Hacker News new | ask | show | jobs
by itskokeh 12 days ago
Emails are very important especially at this age of rapidly changing technological landscape.

It's important that they're secure.

Is it possible to have E2E encryption on emails?

3 comments

Of course it is possible to have E2E encryption on emails. You can have E2E encryption on everything. Just use `age` and encrypt your message with sender public key. Easy.
> Easy

vbezhenar, this is your grandmother. I just got an email from you with a bunch of gobbledygook and I can't read it. /s

If it were that easy, everyone would be doing it.

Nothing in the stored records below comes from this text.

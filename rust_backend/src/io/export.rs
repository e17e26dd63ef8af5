//! Figure export.
//!
//! The JSON form is the bare plotly figure. The HTML form is a single page
//! that pulls plotly.js from its CDN and animates the embedded figure.

use std::fs;
use std::path::Path;

use crate::api::figure::Figure;
use crate::error::TrajectoryResult;

const PLOTLY_CDN: &str = "https://cdn.plot.ly/plotly-2.35.2.min.js";

/// Output file flavour.
#[derive(Debug, Clone, Copy, PartialEq, Eq, Default)]
pub enum ExportFormat {
    #[default]
    Json,
    Html,
}

impl ExportFormat {
    /// Guess the format from a file extension, JSON unless it says HTML.
    pub fn from_path(path: &Path) -> Self {
        match path.extension().and_then(|e| e.to_str()) {
            Some(ext) if ext.eq_ignore_ascii_case("html") || ext.eq_ignore_ascii_case("htm") => {
                ExportFormat::Html
            }
            _ => ExportFormat::Json,
        }
    }
}

/// Render the figure as pretty JSON.
pub fn render_json(figure: &Figure) -> TrajectoryResult<String> {
    Ok(serde_json::to_string_pretty(figure)?)
}

/// Render a standalone HTML page that plays the figure.
pub fn render_html(figure: &Figure) -> TrajectoryResult<String> {
    // keep a literal "</script>" inside string data from closing the tag
    let payload = serde_json::to_string(figure)?.replace("</", "<\\/");
    let title = escape_html(&figure.layout.title.text);

    Ok(format!(
        r#"<!DOCTYPE html>
<html>
<head>
<meta charset="utf-8">
<title>{title}</title>
<script src="{cdn}"></script>
</head>
<body>
<div id="chart" style="width:100%;height:100vh;"></div>
<script>
const figure = {payload};
Plotly.newPlot("chart", figure.data, figure.layout).then(function () {{
  Plotly.addFrames("chart", figure.frames);
}});
</script>
</body>
</html>
"#,
        title = title,
        cdn = PLOTLY_CDN,
        payload = payload,
    ))
}

/// Write the figure to `path` in the requested format.
pub fn write_figure(figure: &Figure, path: &Path, format: ExportFormat) -> TrajectoryResult<()> {
    let content = match format {
        ExportFormat::Json => render_json(figure)?,
        ExportFormat::Html => render_html(figure)?,
    };
    fs::write(path, content)?;
    log::info!("Wrote {} frames to {}", figure.frames.len(), path.display());
    Ok(())
}

fn escape_html(text: &str) -> String {
    text.replace('&', "&amp;")
        .replace('<', "&lt;")
        .replace('>', "&gt;")
        .replace('"', "&quot;")
}

#[cfg(test)]
mod tests {
    use super::*;
    use crate::api::figure::build_figure;
    use crate::api::types::ChartSpec;
    use crate::config::ChartConfig;
    use tempfile::tempdir;

    fn figure(title: &str) -> Figure {
        let mut config = ChartConfig::default();
        config.layout.title = title.to_string();
        build_figure(&ChartSpec::default(), &config)
    }

    #[test]
    fn test_format_from_path() {
        assert_eq!(ExportFormat::from_path(Path::new("out.HTML")), ExportFormat::Html);
        assert_eq!(ExportFormat::from_path(Path::new("out.json")), ExportFormat::Json);
        assert_eq!(ExportFormat::from_path(Path::new("out")), ExportFormat::Json);
    }

    #[test]
    fn test_html_escapes_title_and_script_end() {
        let html = render_html(&figure("Cases </script> & <b>")).unwrap();
        assert!(html.contains("<title>Cases &lt;/script&gt; &amp; &lt;b&gt;</title>"));
        assert_eq!(html.matches("</script>").count(), 2);
        assert!(html.contains("Plotly.addFrames"));
    }

    #[test]
    fn test_write_json_round_trips_as_value() {
        let dir = tempdir().unwrap();
        let path = dir.path().join("figure.json");
        write_figure(&figure("T"), &path, ExportFormat::Json).unwrap();

        let text = fs::read_to_string(&path).unwrap();
        let value: serde_json::Value = serde_json::from_str(&text).unwrap();
        assert_eq!(value["layout"]["title"]["text"], "T");
        assert!(value["frames"].as_array().unwrap().is_empty());
    }
}
//! End-to-end chart pipeline.
//!
//! [`pipeline::TrajectoryPipeline`] runs every stage, from the case table to a
//! finished [`ChartSpec`](crate::api::ChartSpec), in one synchronous pass.

pub mod pipeline;

pub use pipeline::{PipelineResult, TrajectoryPipeline};
//! Animation frame construction.
//!
//! Frame `i` shows every observation dated on or before the `i`-th distinct
//! date, one trace per region. Only the most recent point of each trace is
//! labelled and opaque; earlier points stay on the path as a faint trail.
//!
//! Each region's observations are sorted once. Frames are then produced by
//! advancing a per-region cursor as the date window grows, instead of
//! re-filtering the whole dataset for every (frame, region) pair.

use chrono::NaiveDate;
use log::debug;

use crate::api::types::{RegionTrace, TraceFrame};
use crate::core::{Dataset, Observation};
use crate::services::colors::ColorAssignment;
use crate::services::series::SeriesIndex;
use crate::time::format_date_label;

/// Opacity of the highlighted current point
const CURRENT_OPACITY: u8 = 1;
/// Opacity of trail points
const TRAIL_OPACITY: u8 = 0;

/// One observation, pre-rendered for repeated use across frames.
#[derive(Debug, Clone)]
struct PathPoint {
    date: NaiveDate,
    x: f64,
    y: f64,
    hover_date: String,
}

impl PathPoint {
    fn from_observation(obs: &Observation, date_format: &str) -> Self {
        Self {
            date: obs.date,
            x: obs.cumulative_cases,
            y: obs.weekly_cases,
            hover_date: format_date_label(obs.date, date_format),
        }
    }
}

/// Builds the initial traces and every animation frame of a dataset.
pub struct FrameBuilder<'a> {
    index: &'a SeriesIndex,
    colors: &'a ColorAssignment,
    date_format: &'a str,
    /// Per region, in region-list order, sorted by date
    paths: Vec<Vec<PathPoint>>,
}

impl<'a> FrameBuilder<'a> {
    /// Group and sort the dataset's observations per region.
    ///
    /// Observations sharing a region and a date keep their input order.
    pub fn new(
        dataset: &Dataset,
        index: &'a SeriesIndex,
        colors: &'a ColorAssignment,
        date_format: &'a str,
    ) -> Self {
        let regions = index.regions();
        let mut paths: Vec<Vec<PathPoint>> = vec![Vec::new(); regions.len()];

        for obs in dataset.observations() {
            if let Some(pos) = regions.position(&obs.region) {
                paths[pos].push(PathPoint::from_observation(obs, date_format));
            }
        }
        for path in &mut paths {
            // stable: same-date rows stay in input order
            path.sort_by_key(|p| p.date);
        }

        Self {
            index,
            colors,
            date_format,
            paths,
        }
    }

    /// Traces for the first-date-only window, the chart's starting state.
    ///
    /// Identical to the traces of the first frame; empty when there are no dates.
    pub fn initial_traces(&self) -> Vec<RegionTrace> {
        match self.index.dates().first() {
            Some(&first) => self.window_traces(first),
            None => Vec::new(),
        }
    }

    /// Traces for the window of all observations dated on or before `last`.
    pub fn window_traces(&self, last: NaiveDate) -> Vec<RegionTrace> {
        self.index
            .regions()
            .iter()
            .zip(&self.paths)
            .map(|(region, path)| {
                let visible = path.partition_point(|p| p.date <= last);
                self.region_trace(region, &path[..visible])
            })
            .collect()
    }

    /// One frame per distinct date, in date order.
    pub fn build_frames(&self) -> Vec<TraceFrame> {
        let dates = self.index.dates();
        let mut cursors = vec![0usize; self.paths.len()];
        let mut frames = Vec::with_capacity(dates.len());

        for &date in dates {
            let traces = self
                .index
                .regions()
                .iter()
                .zip(&self.paths)
                .zip(cursors.iter_mut())
                .map(|((region, path), cursor)| {
                    while *cursor < path.len() && path[*cursor].date <= date {
                        *cursor += 1;
                    }
                    self.region_trace(region, &path[..*cursor])
                })
                .collect();

            frames.push(TraceFrame {
                name: format_date_label(date, self.date_format),
                traces,
            });
        }

        debug!(
            "Built {} frames for {} regions",
            frames.len(),
            self.paths.len()
        );
        frames
    }

    fn region_trace(&self, region: &str, points: &[PathPoint]) -> RegionTrace {
        let (texts, opacities) = point_labels(region, points.len());
        RegionTrace {
            region: region.to_string(),
            xs: points.iter().map(|p| p.x).collect(),
            ys: points.iter().map(|p| p.y).collect(),
            texts,
            opacities,
            hover_dates: points.iter().map(|p| p.hover_date.clone()).collect(),
            colors: self.colors.colors_for(region),
        }
    }
}

/// Label text and marker opacity for a path of `len` points.
///
/// Only the last point carries the region name and full opacity. An empty
/// path gets a single placeholder entry so every frame has a well-formed
/// trace for every region.
pub fn point_labels(region: &str, len: usize) -> (Vec<String>, Vec<u8>) {
    if len == 0 {
        return (vec![region.to_string()], vec![CURRENT_OPACITY]);
    }

    let mut texts = vec![String::new(); len];
    let mut opacities = vec![TRAIL_OPACITY; len];
    texts[len - 1] = region.to_string();
    opacities[len - 1] = CURRENT_OPACITY;
    (texts, opacities)
}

I used to always use GPG, had my keys listed on keybase, which cross references my social media and websites to validate they're me. And there already is the first problem, how do you get and trust a public key? Key servers are chock full of fake keys. Just search Linus Torvalds on there...

But even then, the sheer amount of people who'd complain and wonder what the block of base64 data was at the bottom of the e-mail, or the strange attachments I'd have (including signing other attachments) was too much to have to deal with. For the once in a million people who ever looked at key signing...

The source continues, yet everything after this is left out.